«Onoda», «Bonne Mère», «Digger»: tiercé gagnant dans les salles

 
Nikitas (Vangelis Mourikis), le combattant obstiné de Digger

Dans la torpeur de l’été et la confusion des sorties, trois films à ne pas manquer, trois cinéastes à découvrir, pour leur second long-métrage dans le cas d’Arthur Harari et de Hafsia Herzi, pour son premier en ce qui concerne Georgis Grigorakis.

En pleine saison estivale, d’ordinaire plus calme, et malgré les incertitudes qui pèsent à nouveau sur les conditions d’accès aux salles, une déferlante de films s’abat sur les grands écrans. Parmi eux, beaucoup ont été programmés et remarqués au Festival de Cannes, qui s’est achevé le 17 juillet.

Rejoignant nombres des titres importants de cette édition cannoise (Annette, Benedetta, Bergman Island, Titane, Journal de Tûoa), deux autres films remarqués sur la Croisette sont à l’affiche à partir du 21 juillet, Onoda et Bonne Mère, comme le très remarquable Digger, à découvrir.

«Onoda, 10.000 nuits dans la jungle», d’Arthur Harari

Deuxième long métrage d’Arthur Harari après le polar Diamant noir, Onoda porte le nom de cet officier de l’armée impériale japonaise envoyé en 1944 dans une île des Philippines, et qui refusa de se rendre, menant une guérilla quasi-solitaire dans la jungle durant trente ans.

Le film s’appuie non seulement sur une histoire vraie, mais sur des éléments très concrets pour reconstituer les conditions dans lesquelles le lieutenant Hiro Onoda, ayant refusé de croire à la défaite, mena une minuscule troupe peu à peu réduite jusqu’à ce qu’il demeure seul.

 

Mais tout autant que son réalisme, le film revendique ouvertement les références du film de guerre, des grandes aventures dans la jungle, avec aussi parfois un zeste de film d’espionnage, sa réussite tenant à la manière dont il se tient au croisement de la reconstitution et de la fiction.

On songe à Aventure en Birmanie de Raoul Walsh comme à La 317e Section de Pierre Schoendoerffer, plus encore qu’à Conrad et à Apocalypse Now: s’il s’agit bien de l’évocation d’une sorte de délire, elle n’est nullement une métaphore métaphysique.
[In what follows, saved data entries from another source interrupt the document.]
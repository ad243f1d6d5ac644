//! Shop (service) inquiries.

use chrono::{DateTime, Utc};
use serde::{Deserialize, Serialize};

use super::id::{Identified, ShopInquiryId};
use super::status::ProgressStatus;
use super::wire::timestamp;

/// A request for a paid service, listed on the panel's shop tab.
#[derive(Debug, Clone, PartialEq, Eq, Serialize, Deserialize)]
pub struct ShopInquiry {
    /// Backend id.
    pub id: ShopInquiryId,
    /// Client name.
    pub name: String,
    /// Client email.
    pub email: String,
    /// Client phone number.
    #[serde(default)]
    pub phone: Option<String>,
    /// Requested service.
    pub service_type: String,
    /// Free-form project description.
    pub project_description: String,
    /// Budget bracket.
    #[serde(default)]
    pub budget_range: Option<String>,
    /// Desired timeline.
    #[serde(default)]
    pub timeline: Option<String>,
    /// Follow-up status.
    #[serde(default)]
    pub status: ProgressStatus,
    /// When the inquiry was received.
    #[serde(default, with = "timestamp::option")]
    pub created_at: Option<DateTime<Utc>>,
}

impl Identified for ShopInquiry {
    type Id = ShopInquiryId;

    fn id(&self) -> ShopInquiryId {
        self.id
    }
}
La puissance –puissance romanesque, puissance fictionnelle et même puissance fabulatrice– d’Onoda est d’être au contraire très concrète, très matérielle.

Elle résonne aussi d’échos très contemporains, en particulier dans la manière de se fabriquer des régimes d’explications en conformité avec ses croyances –l’alter réalité des complotistes de tous poils, sinon de tout un chacun–, même si le film ne s’écarte jamais de liens de causalité qui ont pu avoir leur rationalité, ou leur apparence de rationalité.

Grâce aussi à l’interprétation remarquable de l’acteur principal, Yûya Endô, et à une mise en scène capable d’un lyrisme inspiré pour évoquer la survie de cette poignée d’humains dépourvus de tout dans une nature d’une puissance extrême, Arthur Harari réussit une fresque haletante.

Dans Onoda, le fait de savoir qu’elle s’appuie pratiquement constamment sur des faits avérés n’est que la planche d’appel de son élan fictionnel. Mais c’est bien pour sauter plus haut et plus loin dans le réel du fonctionnement de l’esprit humain.

«Bonne Mère», de Hafsia Herzi

Filmant un endroit où elle a grandi, les quartiers Nord de Marseille, la comédienne devenue réalisatrice Hafsia Herzi compose autour d’une très forte figure maternelle, interprétée par Halima Benhamed, un portrait de groupe d’une famille qui, c’est l’autrice qui le dit, ressemble à la sienne.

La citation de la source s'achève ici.